> [Activity]
Lines in the records below that contain the word "StatusResponse" must each be copied.

> [Records for this task]
//! API Handlers
//!
//! HTTP request handlers for each service endpoint.

use std::sync::Arc;
use std::time::Duration;

use axum::{
    extract::{rejection::JsonRejection, Query, State},
    http::{header, HeaderName, StatusCode},
    response::{IntoResponse, Response},
    Json,
};
use tracing::info;

use crate::cache::CacheBackend;
use crate::error::{AppError, Result};
use crate::health::{self, DEFAULT_HEALTH_TIMEOUT};
use crate::models::{
    CacheQuery, CacheValueResponse, CreateRecordRequest, HealthResponse, Record, SetCacheRequest,
    StatusResponse,
};
use crate::service::DataService;
use crate::store::RecordStore;

/// Response header reporting whether a listing came from the cache.
pub const X_CACHE: HeaderName = HeaderName::from_static("x-cache");

/// Application state shared across all handlers.
///
/// Holds the process-wide store and cache handles. Both are injected so tests
/// can substitute the in-memory adapters.
#[derive(Clone)]
pub struct AppState {
    pub store: Arc<dyn RecordStore>,
    pub cache: Arc<dyn CacheBackend>,
    pub data: DataService,
    pub health_timeout: Duration,
}

impl AppState {
    /// Creates a new AppState over the given store and cache.
    pub fn new(store: Arc<dyn RecordStore>, cache: Arc<dyn CacheBackend>) -> Self {
        Self {
            data: DataService::new(store.clone(), cache.clone()),
            store,
            cache,
            health_timeout: DEFAULT_HEALTH_TIMEOUT,
        }
    }

    pub fn with_health_timeout(mut self, timeout: Duration) -> Self {
        self.health_timeout = timeout;
        self
    }
}

/// Handler for GET /
pub async fn root_handler() -> &'static str {
    "Hello from KubeRLy Test App!\n\
     Available endpoints:\n\
     - /health - Health check with DB status\n\
     - /api/test - Test data from database\n\
     - /api/data - CRUD operations on test data\n\
     - /api/cache - Redis cache operations\n"
}

/// Handler for GET /health
///
/// Always answers 200; the body carries the per-dependency verdicts.
pub async fn health_handler(State(state): State<AppState>) -> Json<HealthResponse> {
    Json(health::check(state.store.as_ref(), state.cache.as_ref(), state.health_timeout).await)
}

/// Handler for GET /api/test
///
/// Lists records straight from the store.
pub async fn list_test_handler(State(state): State<AppState>) -> Result<Json<Vec<Record>>> {
    Ok(Json(state.data.list_uncached().await?))
}

/// Handler for GET /api/data
///
/// Cache-aside listing tagged with `X-Cache: HIT|MISS`.
pub async fn list_data_handler(State(state): State<AppState>) -> Result<Response> {
    let listing = state.data.list().await?;

    Ok((
        [
            (header::CONTENT_TYPE, "application/json"),
            (X_CACHE, listing.cache_status.as_str()),
        ],
        listing.body,
    )
        .into_response())
}

/// Handler for POST /api/data
pub async fn create_data_handler(
    State(state): State<AppState>,
    payload: std::result::Result<Json<CreateRecordRequest>, JsonRejection>,
) -> Result<(StatusCode, Json<StatusResponse>)> {
    let Json(req) = payload?;
    if let Some(error_msg) = req.validate() {
        return Err(AppError::InvalidRequest(error_msg));
    }

    let id = state.data.create(&req.name, req.data()).await?;
    info!("Created record {}", id);

    Ok((StatusCode::CREATED, Json(StatusResponse::created())))
}

/// Handler for GET /api/cache?key=K
pub async fn get_cache_handler(
    State(state): State<AppState>,
    Query(query): Query<CacheQuery>,
) -> Result<Json<CacheValueResponse>> {
    let key = query
        .key
        .filter(|key| !key.is_empty())
        .ok_or_else(|| AppError::InvalidRequest("Missing key parameter".to_string()))?;

    match state.cache.get(&key).await? {
        Some(value) => Ok(Json(CacheValueResponse::new(key, value))),
        None => Err(AppError::NotFound(key)),
    }
}

/// Handler for POST /api/cache
///
/// A `ttl` of 0 or none stores the entry for five minutes.
pub async fn set_cache_handler(
    State(state): State<AppState>,
    payload: std::result::Result<Json<SetCacheRequest>, JsonRejection>,
) -> Result<(StatusCode, Json<StatusResponse>)> {
    let Json(req) = payload?;
    if let Some(error_msg) = req.validate() {
        return Err(AppError::InvalidRequest(error_msg));
    }

    state
        .cache
        .set(&req.key, &req.value, req.effective_ttl())
        .await?;

    Ok((StatusCode::CREATED, Json(StatusResponse::cached())))
}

> [Reply]
    StatusResponse,
) -> Result<(StatusCode, Json<StatusResponse>)> {
    Ok((StatusCode::CREATED, Json(StatusResponse::created())))
) -> Result<(StatusCode, Json<StatusResponse>)> {
    Ok((StatusCode::CREATED, Json(StatusResponse::cached())))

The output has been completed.